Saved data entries
- - -
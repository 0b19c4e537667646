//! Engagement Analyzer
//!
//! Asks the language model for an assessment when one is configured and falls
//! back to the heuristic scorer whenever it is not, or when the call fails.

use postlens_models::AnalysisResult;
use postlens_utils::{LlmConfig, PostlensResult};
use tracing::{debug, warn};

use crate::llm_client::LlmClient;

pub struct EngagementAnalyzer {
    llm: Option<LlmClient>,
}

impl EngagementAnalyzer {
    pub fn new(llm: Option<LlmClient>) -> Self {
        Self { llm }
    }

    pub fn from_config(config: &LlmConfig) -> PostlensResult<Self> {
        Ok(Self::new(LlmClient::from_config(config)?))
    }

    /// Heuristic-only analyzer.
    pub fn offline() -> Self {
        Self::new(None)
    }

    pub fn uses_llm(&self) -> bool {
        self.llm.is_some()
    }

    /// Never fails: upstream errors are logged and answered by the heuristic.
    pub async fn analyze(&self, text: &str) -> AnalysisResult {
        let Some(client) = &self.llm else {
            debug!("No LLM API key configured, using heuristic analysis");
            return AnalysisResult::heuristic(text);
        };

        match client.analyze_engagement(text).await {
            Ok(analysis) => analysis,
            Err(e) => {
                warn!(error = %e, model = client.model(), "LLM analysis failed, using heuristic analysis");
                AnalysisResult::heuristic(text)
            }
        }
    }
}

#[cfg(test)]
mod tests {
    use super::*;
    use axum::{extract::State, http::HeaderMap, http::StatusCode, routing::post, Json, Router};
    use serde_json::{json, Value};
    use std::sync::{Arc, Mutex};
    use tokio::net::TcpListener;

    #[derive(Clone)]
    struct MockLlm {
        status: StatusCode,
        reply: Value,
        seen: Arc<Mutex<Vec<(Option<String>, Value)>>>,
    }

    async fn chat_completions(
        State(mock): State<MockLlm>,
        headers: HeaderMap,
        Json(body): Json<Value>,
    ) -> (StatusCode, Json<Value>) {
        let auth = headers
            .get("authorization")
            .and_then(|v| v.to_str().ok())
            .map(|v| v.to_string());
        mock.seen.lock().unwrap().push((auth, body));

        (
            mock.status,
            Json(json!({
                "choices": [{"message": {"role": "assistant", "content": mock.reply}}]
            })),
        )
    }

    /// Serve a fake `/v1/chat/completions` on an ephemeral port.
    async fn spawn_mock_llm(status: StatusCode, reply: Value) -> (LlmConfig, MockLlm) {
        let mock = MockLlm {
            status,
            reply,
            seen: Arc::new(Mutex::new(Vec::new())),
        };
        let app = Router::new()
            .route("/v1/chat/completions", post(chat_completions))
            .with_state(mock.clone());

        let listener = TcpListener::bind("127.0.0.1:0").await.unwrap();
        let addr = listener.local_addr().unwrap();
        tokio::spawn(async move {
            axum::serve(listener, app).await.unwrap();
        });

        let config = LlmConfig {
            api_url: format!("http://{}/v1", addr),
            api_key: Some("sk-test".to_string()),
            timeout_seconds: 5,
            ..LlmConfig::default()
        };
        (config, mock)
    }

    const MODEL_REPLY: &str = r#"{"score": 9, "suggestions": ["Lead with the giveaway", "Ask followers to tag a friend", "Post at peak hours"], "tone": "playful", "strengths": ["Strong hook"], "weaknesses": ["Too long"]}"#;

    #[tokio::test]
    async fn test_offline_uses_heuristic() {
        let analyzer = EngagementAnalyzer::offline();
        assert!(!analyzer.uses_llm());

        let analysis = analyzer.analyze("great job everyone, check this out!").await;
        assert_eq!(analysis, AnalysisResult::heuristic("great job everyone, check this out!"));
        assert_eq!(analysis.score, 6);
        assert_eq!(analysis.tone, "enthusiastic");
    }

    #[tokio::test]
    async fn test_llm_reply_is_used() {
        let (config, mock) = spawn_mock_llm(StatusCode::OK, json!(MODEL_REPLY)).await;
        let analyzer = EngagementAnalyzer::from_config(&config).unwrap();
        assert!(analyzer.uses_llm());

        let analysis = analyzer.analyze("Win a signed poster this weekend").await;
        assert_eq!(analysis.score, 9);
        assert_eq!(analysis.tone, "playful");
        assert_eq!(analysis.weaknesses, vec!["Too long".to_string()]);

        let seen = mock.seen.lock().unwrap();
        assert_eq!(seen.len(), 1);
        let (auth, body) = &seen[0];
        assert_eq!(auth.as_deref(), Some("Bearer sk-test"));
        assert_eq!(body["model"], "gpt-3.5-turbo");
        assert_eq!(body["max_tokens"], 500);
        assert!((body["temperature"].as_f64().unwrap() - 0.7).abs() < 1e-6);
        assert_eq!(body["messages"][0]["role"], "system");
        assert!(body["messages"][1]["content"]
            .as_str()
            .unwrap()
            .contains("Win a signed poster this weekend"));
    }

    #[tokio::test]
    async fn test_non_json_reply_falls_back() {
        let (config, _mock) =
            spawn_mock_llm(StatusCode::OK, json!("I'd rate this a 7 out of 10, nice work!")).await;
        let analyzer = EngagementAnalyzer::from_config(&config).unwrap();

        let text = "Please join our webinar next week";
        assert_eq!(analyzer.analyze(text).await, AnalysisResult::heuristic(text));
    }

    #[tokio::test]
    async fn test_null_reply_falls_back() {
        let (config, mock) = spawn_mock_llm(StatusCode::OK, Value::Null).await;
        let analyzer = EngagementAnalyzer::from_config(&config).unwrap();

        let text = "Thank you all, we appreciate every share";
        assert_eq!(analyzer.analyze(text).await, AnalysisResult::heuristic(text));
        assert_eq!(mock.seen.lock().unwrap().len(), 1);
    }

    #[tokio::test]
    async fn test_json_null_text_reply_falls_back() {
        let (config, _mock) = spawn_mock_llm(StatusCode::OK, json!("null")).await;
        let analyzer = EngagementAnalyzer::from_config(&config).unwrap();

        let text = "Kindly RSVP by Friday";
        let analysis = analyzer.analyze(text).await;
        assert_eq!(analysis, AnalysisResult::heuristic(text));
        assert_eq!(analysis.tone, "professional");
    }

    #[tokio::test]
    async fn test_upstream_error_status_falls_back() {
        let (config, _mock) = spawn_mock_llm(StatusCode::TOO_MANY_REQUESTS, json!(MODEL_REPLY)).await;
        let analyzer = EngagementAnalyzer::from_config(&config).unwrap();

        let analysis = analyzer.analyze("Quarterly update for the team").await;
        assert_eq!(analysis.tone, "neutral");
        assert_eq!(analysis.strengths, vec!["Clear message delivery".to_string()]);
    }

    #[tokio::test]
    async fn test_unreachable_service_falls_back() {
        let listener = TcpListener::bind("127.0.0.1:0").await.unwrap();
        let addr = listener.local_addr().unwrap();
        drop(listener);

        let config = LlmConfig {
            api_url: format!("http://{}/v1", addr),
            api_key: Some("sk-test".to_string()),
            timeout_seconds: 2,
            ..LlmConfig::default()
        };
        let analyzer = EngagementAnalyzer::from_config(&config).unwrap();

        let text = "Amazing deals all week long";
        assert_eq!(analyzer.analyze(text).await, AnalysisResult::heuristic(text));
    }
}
- - -
#### [EXERCISE DESCRIPTION]
Your answer should be a single number: the tally of lines in the entries that include the word "lock".

#### [TASK OUTPUT]
3